Like a crook who wastes $2,000 worth of time planning a $23 rip-off from a $43 bar tab, the pettiness of it was astounding in its depths, like the hapless Moriarty plays to a Sherlock Holmes, without the homosexuality and opium addiction. I don't have those facets. But, you do. I get it. And so, much like anything else that was epic in my life, my family couldn't participate. They could watch from a dark corner of the room, but they couldn't "boogie down" like me and my crew. I told them about our 70s parties with as much detail as they would let me, but when they finally opened the door to one of Bobby's rockin' shindigs, it was "Animal House: The Real" for a group of people who needed a much safer distance from the action.

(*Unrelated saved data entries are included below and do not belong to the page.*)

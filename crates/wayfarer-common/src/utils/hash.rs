//! Hash map aliases.
//!
//! Search state (distances, predecessors, adjacency) is keyed by small
//! integer ids and rebuilt on every call, so the maps favour raw hashing
//! speed over DoS resistance.

/// Hash map backed by `hashbrown` with `ahash`.
pub type FastHashMap<K, V> = hashbrown::HashMap<K, V, ahash::RandomState>;

/// Hash set backed by `hashbrown` with `ahash`.
pub type FastHashSet<T> = hashbrown::HashSet<T, ahash::RandomState>;

/// Creates an empty [`FastHashMap`] with room for `capacity` entries.
#[must_use]
pub fn map_with_capacity<K, V>(capacity: usize) -> FastHashMap<K, V> {
    FastHashMap::with_capacity_and_hasher(capacity, ahash::RandomState::new())
}

/// Creates an empty [`FastHashSet`] with room for `capacity` entries.
#[must_use]
pub fn set_with_capacity<T>(capacity: usize) -> FastHashSet<T> {
    FastHashSet::with_capacity_and_hasher(capacity, ahash::RandomState::new())
}
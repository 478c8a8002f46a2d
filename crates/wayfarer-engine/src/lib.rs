//! # wayfarer-engine
//!
//! The main entry point for Wayfarer: configuration and the query facade.
//!
//! ## Modules
//!
//! - [`config`] - Configuration options
//! - [`engine`] - [`PathEngine`], path queries, batch search, and text matching

#![warn(missing_docs)]
#![warn(clippy::all)]
#![warn(clippy::pedantic)]

pub mod config;
pub mod engine;

pub use config::Config;
pub use engine::PathEngine;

They looked so uncomfortable. Bobby was swinging in a big Afro wig from a light fixture that gave way inch-by-inch as it was slowly pulled from the ceiling in a dramatic CRASH! to the floor. Just like the movies! Everyone was dancing in 70s-era costumes to "Play That Funky Music", and from the dropped jaws of my brother, his girlfriend (now wife), and his best friend, I could tell they were in shock that such things actually existed out in the world. They stood frozen in the foyer before the huge living room to the big old house we all rent(ed), with intact period details at a fraction of their costs, making the best party they ever attended into a spectator sport. I felt bad for them as I took their coats and got them beers. It'll be okay! I laughed to help them relax a little bit more.

Just like the weather that so frightened them into complacency, I also took my ability to have a good time in stride, too. I knew I was having the best time ever and so did my friends, but to actually see the astonishment on their faces brought it back home for me. Oh. You don't do that. I do. Like every good parent, I wanted them to join in the fun, even if it was just a little while before their drinking habits became alcoholism, and their study sessions with Vivarin became serious prescription pill-popping addictions. My life pulled me away from them, and I could see it on their faces that they knew it, too. We might never meet at this point again.

Eventually, my family stopped asking me if they could come by, by inviting themselves into my life to see if it was real. It was, and it still is. No tricks up my sleeves. Therefore, it seemed fitting to me that one of the last Oneonta parties I went to was held in the great outdoors, in the autumn season of September, still warm in the day and freezing at night, in classic upstate New York style. We raised our now-iconic plastic red cups to a seasonal storm named after a woman by male newscasters, in a cruel joke about our supposed tempermental moods brought on by our hormone-ravaged bodies. We toasted every fierce gust of wind that shook treetops so large, we made them more famous by putting them up in New York City as our Christmas trees.

Big fat raindrops started to fall on us at the same time the wooden makeshift stage Rock Ptarmigan played on started giving way, as all of their friends danced and sang with them onstage. Tony laughed as it tilted first towards the left where they gathered around the empty mic, then slowly gave way as he lightly hopped off the stage before the final lurch that saw it fall completely to the ground. We laughed, too. Show's over! We gave one last cheer to the heavens before the skies opened up, to pour down the rain that we knew would come but cheered for anyway, safely nestled as we were in our loving little city of the hills. It was the best party, yet. Wish you were there.